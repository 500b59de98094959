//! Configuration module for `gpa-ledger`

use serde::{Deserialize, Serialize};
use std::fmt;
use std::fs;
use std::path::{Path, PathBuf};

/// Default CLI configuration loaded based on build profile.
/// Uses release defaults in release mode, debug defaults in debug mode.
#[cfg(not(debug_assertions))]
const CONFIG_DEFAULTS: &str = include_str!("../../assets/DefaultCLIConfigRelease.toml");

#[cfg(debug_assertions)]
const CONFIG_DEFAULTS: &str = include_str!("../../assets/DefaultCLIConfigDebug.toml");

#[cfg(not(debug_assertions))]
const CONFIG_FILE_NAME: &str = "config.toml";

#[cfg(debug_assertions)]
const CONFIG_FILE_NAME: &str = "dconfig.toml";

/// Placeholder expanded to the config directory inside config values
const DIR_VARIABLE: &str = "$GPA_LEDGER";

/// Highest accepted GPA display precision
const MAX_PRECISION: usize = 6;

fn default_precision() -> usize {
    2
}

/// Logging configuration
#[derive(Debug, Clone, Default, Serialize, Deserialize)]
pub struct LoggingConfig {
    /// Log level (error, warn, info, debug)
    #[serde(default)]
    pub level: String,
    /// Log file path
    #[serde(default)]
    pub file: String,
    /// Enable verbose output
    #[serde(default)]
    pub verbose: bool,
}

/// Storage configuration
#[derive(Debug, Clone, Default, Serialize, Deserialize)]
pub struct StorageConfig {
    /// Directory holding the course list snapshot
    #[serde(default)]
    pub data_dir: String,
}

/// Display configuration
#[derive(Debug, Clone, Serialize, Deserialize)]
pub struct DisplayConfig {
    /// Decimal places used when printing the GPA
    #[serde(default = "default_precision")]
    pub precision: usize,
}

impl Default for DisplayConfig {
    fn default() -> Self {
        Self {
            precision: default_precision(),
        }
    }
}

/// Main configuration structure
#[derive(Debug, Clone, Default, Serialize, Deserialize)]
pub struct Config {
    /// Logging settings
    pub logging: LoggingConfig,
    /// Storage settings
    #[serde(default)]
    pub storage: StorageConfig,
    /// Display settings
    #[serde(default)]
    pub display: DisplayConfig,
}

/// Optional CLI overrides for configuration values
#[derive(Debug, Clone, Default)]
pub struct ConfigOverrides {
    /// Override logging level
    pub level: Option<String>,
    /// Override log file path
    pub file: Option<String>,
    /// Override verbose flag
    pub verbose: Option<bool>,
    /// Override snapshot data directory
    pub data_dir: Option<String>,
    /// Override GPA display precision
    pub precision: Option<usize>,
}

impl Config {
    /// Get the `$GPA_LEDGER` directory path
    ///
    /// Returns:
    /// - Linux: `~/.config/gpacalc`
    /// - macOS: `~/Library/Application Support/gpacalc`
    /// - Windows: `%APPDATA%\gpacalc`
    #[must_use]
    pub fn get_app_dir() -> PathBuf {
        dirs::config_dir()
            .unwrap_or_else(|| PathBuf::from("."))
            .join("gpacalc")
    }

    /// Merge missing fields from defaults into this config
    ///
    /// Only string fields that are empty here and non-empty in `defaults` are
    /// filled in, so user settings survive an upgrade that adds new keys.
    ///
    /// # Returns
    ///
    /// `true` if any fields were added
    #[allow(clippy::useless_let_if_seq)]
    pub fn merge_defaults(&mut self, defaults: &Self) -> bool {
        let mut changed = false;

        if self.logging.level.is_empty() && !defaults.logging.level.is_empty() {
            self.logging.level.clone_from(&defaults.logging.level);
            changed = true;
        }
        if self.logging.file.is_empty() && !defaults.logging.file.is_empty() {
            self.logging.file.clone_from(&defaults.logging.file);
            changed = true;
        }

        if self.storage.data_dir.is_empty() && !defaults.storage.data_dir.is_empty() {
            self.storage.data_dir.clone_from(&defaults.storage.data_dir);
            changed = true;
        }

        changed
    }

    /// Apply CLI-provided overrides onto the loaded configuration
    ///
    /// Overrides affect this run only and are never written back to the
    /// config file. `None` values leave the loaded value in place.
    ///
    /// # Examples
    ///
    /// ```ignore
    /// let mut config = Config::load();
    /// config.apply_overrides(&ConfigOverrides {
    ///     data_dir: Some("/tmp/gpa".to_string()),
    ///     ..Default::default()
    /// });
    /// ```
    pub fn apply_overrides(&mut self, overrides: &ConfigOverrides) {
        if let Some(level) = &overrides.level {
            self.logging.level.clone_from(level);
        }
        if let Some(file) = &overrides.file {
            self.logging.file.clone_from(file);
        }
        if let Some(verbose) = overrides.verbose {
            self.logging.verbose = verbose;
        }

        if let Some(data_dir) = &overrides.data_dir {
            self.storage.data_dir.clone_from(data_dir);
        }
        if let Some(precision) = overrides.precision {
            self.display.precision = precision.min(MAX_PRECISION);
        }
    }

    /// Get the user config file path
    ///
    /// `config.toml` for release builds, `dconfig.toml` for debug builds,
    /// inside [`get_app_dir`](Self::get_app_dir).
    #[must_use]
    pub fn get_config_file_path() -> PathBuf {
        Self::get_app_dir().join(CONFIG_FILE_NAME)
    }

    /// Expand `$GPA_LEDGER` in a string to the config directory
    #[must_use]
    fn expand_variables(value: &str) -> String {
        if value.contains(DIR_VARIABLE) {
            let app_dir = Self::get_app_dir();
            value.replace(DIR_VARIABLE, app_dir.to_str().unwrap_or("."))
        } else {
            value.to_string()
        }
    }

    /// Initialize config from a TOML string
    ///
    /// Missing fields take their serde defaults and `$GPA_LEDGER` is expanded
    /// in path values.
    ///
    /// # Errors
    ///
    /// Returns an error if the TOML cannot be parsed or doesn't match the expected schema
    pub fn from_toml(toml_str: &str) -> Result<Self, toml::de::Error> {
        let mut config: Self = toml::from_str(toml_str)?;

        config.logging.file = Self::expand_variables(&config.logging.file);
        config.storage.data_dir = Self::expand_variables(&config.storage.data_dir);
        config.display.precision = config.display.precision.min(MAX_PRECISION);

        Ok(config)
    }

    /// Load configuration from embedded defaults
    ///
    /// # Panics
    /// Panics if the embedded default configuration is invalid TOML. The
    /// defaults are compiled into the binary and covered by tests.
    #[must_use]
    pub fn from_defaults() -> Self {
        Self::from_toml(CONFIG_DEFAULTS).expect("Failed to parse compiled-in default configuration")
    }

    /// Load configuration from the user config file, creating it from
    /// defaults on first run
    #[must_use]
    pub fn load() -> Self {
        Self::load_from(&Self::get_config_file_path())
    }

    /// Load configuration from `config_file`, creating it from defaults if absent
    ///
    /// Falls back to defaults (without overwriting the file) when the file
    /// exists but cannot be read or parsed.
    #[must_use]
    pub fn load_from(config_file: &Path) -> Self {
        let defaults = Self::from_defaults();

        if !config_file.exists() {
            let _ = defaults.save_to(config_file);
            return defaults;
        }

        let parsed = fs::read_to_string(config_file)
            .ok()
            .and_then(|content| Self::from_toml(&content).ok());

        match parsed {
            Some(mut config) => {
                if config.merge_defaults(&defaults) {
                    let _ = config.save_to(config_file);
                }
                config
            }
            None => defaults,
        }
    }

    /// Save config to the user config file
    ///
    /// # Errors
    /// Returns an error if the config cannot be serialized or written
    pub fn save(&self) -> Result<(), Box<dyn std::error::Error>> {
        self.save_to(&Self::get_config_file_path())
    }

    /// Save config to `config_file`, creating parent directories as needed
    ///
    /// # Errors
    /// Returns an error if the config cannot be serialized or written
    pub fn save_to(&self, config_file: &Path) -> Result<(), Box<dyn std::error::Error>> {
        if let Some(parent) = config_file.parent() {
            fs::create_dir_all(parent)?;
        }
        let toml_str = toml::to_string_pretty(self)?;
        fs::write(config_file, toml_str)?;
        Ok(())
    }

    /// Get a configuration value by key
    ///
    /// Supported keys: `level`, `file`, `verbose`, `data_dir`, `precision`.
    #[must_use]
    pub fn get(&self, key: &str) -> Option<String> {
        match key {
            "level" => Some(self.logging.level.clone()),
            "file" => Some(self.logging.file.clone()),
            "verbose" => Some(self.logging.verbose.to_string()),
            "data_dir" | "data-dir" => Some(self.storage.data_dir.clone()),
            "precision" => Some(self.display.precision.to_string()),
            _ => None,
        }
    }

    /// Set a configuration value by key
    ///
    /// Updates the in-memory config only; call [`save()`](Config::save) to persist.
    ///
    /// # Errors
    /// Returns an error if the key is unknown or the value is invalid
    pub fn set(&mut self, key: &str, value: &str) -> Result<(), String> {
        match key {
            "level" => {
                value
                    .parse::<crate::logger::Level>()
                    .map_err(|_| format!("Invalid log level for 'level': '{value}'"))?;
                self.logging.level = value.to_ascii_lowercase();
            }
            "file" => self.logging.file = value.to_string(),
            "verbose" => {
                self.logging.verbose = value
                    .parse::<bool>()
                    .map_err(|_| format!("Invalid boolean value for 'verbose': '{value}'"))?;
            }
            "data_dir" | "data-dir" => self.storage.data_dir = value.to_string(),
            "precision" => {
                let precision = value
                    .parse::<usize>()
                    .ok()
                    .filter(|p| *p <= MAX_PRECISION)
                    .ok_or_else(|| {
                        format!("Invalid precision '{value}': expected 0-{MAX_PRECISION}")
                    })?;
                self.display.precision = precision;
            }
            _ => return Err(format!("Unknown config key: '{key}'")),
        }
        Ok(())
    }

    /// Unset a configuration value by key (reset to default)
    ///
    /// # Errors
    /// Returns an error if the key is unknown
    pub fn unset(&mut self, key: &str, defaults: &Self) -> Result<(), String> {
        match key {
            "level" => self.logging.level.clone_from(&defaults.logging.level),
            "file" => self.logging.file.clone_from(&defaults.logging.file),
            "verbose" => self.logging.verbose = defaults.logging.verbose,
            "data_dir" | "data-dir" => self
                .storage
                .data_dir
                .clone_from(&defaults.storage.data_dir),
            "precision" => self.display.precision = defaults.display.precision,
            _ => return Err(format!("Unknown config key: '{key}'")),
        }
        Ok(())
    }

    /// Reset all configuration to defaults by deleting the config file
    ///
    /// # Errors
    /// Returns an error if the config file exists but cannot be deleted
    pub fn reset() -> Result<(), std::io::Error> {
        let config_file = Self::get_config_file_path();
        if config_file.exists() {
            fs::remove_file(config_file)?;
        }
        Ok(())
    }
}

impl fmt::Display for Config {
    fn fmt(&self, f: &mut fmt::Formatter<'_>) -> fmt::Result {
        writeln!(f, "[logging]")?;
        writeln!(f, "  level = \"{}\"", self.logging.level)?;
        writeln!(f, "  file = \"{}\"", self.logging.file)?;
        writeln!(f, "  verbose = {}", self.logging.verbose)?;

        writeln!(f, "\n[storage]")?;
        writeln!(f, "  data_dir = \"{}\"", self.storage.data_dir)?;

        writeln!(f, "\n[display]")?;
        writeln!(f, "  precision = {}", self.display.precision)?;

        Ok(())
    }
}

========

Assignment
Scan the listing for the word "parent". Copy every line in which it appears.

Solution
    /// Save config to `config_file`, creating parent directories as needed
        if let Some(parent) = config_file.parent() {
            fs::create_dir_all(parent)?;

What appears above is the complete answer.